After two full weeks in limbo, Xi Jinping suddenly showed up in public again this weekend, with a walkabout at a children's science fair at the Agricultural University in Beijing. No, not exactly the most prestigious or high profile event - but a good way to avoid the pesky attentions of the foreign press. After such a mysterious and disturbing absence from public life since the end of last month, there is now inevitably some facetious speculation that the avuncular figure who strolled around the campus on Saturday beaming with good health was a body double. Or an animatronic mannequin. It's been announced that Xi will be representing the Chinese leadership at an ASEAN trade fair in south China at the end of of this week; a full international press corps there will be less easily convinced by a robot or an actor standing in for him.

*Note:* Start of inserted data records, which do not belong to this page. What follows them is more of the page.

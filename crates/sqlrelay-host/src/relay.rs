use std::sync::Arc;
use std::thread;

use tracing::{debug, warn};

use crate::endpoint::{Endpoint, Role};
use crate::error::{HostError, Result};
use crate::lifecycle::{Directive, LifecycleCoordinator, ShutdownTrigger};

struct Inner {
    upstream: Endpoint,
    downstream: Endpoint,
    coordinator: LifecycleCoordinator,
}

/// One relay session: an upstream endpoint, a downstream endpoint, and
/// the lifecycle coordinator between them. Cheap to clone; all clones
/// share the same session.
#[derive(Clone)]
pub struct RelaySession {
    inner: Arc<Inner>,
}

impl RelaySession {
    pub fn new(
        upstream: Endpoint,
        downstream: Endpoint,
        coordinator: LifecycleCoordinator,
    ) -> Self {
        Self {
            inner: Arc::new(Inner {
                upstream,
                downstream,
                coordinator,
            }),
        }
    }

    pub fn coordinator(&self) -> &LifecycleCoordinator {
        &self.inner.coordinator
    }

    /// Start the shutdown path from outside the pumps (signal handler,
    /// worker exit observer). Later triggers are no-ops.
    pub fn initiate_shutdown(&self, trigger: ShutdownTrigger) {
        self.shutdown_with(trigger, None);
    }

    fn shutdown_with(&self, trigger: ShutdownTrigger, message: Option<&sqlrelay_frame::RpcMessage>) {
        if self.inner.coordinator.execute_shutdown(trigger, message) {
            self.inner.upstream.close();
            self.inner.downstream.close();
        }
    }

    /// Pump messages in both directions until the session terminates.
    ///
    /// Spawns one thread per direction and blocks until both finish.
    /// The upstream pump consults the coordinator per message; the
    /// downstream pump is a pass-through. Either pump ending starts the
    /// shutdown path for the whole session.
    pub fn run(&self) -> Result<()> {
        self.inner.coordinator.start();

        let upstream_pump = {
            let session = self.clone();
            thread::Builder::new()
                .name("pump-upstream".to_string())
                .spawn(move || session.pump_upstream())
                .map_err(|_| HostError::PumpFailed)?
        };
        let downstream_pump = {
            let session = self.clone();
            thread::Builder::new()
                .name("pump-downstream".to_string())
                .spawn(move || session.pump_downstream())
                .map_err(|_| HostError::PumpFailed)?
        };

        let mut failed = upstream_pump.join().is_err();
        failed |= downstream_pump.join().is_err();
        if failed {
            return Err(HostError::PumpFailed);
        }
        Ok(())
    }

    /// Upstream → downstream, with lifecycle interception.
    fn pump_upstream(&self) {
        loop {
            let message = match self.inner.upstream.receive() {
                Ok(message) => message,
                Err(err) => {
                    match err {
                        HostError::ChannelClosed { .. } => {
                            debug!("upstream channel closed")
                        }
                        _ => warn!(error = %err, "upstream channel failed"),
                    }
                    self.shutdown_with(ShutdownTrigger::ChannelClosed(Role::UpstreamClient), None);
                    return;
                }
            };

            match self.inner.coordinator.on_upstream_message(message) {
                Directive::Forward(batch) => {
                    for message in batch {
                        if let Err(err) = self.inner.downstream.send(&message) {
                            warn!(error = %err, "downstream send failed");
                            self.shutdown_with(
                                ShutdownTrigger::ChannelClosed(Role::DownstreamWorker),
                                None,
                            );
                            return;
                        }
                    }
                }
                Directive::Buffer | Directive::Drop => {}
                Directive::Shutdown(trigger) => {
                    // Best effort: let the worker see its own shutdown.
                    if let Some(message) = &trigger {
                        if let Err(err) = self.inner.downstream.send(message) {
                            debug!(error = %err, "could not forward shutdown trigger");
                        }
                    }
                    self.shutdown_with(ShutdownTrigger::LifecycleMessage, trigger.as_ref());
                    return;
                }
            }
        }
    }

    /// Downstream → upstream, pass-through.
    fn pump_downstream(&self) {
        loop {
            let message = match self.inner.downstream.receive() {
                Ok(message) => message,
                Err(err) => {
                    match err {
                        HostError::ChannelClosed { .. } => {
                            debug!("downstream channel closed")
                        }
                        _ => warn!(error = %err, "downstream channel failed"),
                    }
                    self.shutdown_with(
                        ShutdownTrigger::ChannelClosed(Role::DownstreamWorker),
                        None,
                    );
                    return;
                }
            };

            if let Err(err) = self.inner.upstream.send(&message) {
                warn!(error = %err, "upstream send failed");
                self.shutdown_with(ShutdownTrigger::ChannelClosed(Role::UpstreamClient), None);
                return;
            }
        }
    }
}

As Reuters, Bloomberg, and the Wall Street Journal, among numerous others, have commented, the episode has been yet another PR disaster for China - precipitating wild speculation about what might be ailing Xi (heart attack, stroke, assassination attempt, slipped disc), along with renewed rumours of political infighting within the Party hierarchy (was Bo Xilai or one of his faction yet attempting to stage a comeback, a 'counter-coup'? was Xi falling out of favour with his peers for some other reason and in danger of being passed over as Hu Jintao's successor - a transfer of power that was to have been affirmed within the next month??). The old school Communist instinct to keep all aspects of the government's inner workings shrouded in secrecy is becoming more and more harmful. In this Information Age, the age of Weibo (China's equivalent of Twitter), attempting to restrict the flow of information about the Party leadership actually threatens to create instability rather than contain it. Xi is already one of the half dozen most powerful men in China, probably de facto the No. 2 by now, and is in the process of assuming the role of paramount leader over the coming year. You can't have someone that important just vanish off the face of the earth for two weeks - without unleashing a shitstorm.
A few token official engagements aren't going to quickly undo the damage wrought by this disappearing act. After all, Zhou Yongkang, supposedly Bo Xilai's leading ally in the Politburo, has effectively been sidelined since May (at least, according to Jamil Anderlini, the China correspondent for the Financial Times) despite nominally retaining his various roles and titles; going through the motions of official business and making the occasional important-sounding pronouncement is not, in the Through-The-Looking-Glass world of the Chinese government, necessarily any guarantee that you are actually 'in power' any more. Uncertainties about the imminent leadership transition still abound, with the date of the next National Congress - at which the new Politburo line-up would be unveiled - still to be announced. It's usually some time in October, so they're leaving it rather late in the day to finalise the details of the event. And while this dithering continues, much else is up in the air too: major public events in Beijing are postponed or cancelled; the prospects for any large concerts or music festivals around the upcoming National Holiday week at the beginning of October seem grim; even the Beijing Marathon, originally scheduled for the 14th October, has now been put indefinitely on hold. It's a crazy, chaotic situation - something that tarnishes China's international image and gravely undermines the credibility of her leadership.
A Public Relations '101' for the Chinese Communist Party
A plausible lie is better than an implausible one.
But the truth is better than any lie. Even the most awkward truths can be 'spun' to limit the damage they may cause; lies will destroy your credibility if exposed, and may never be fully accepted anyway by an increasingly astute and sceptical populace.
And the worst thing of all is to SAY NOTHING.
Come on, chaps. It's really not that difficult.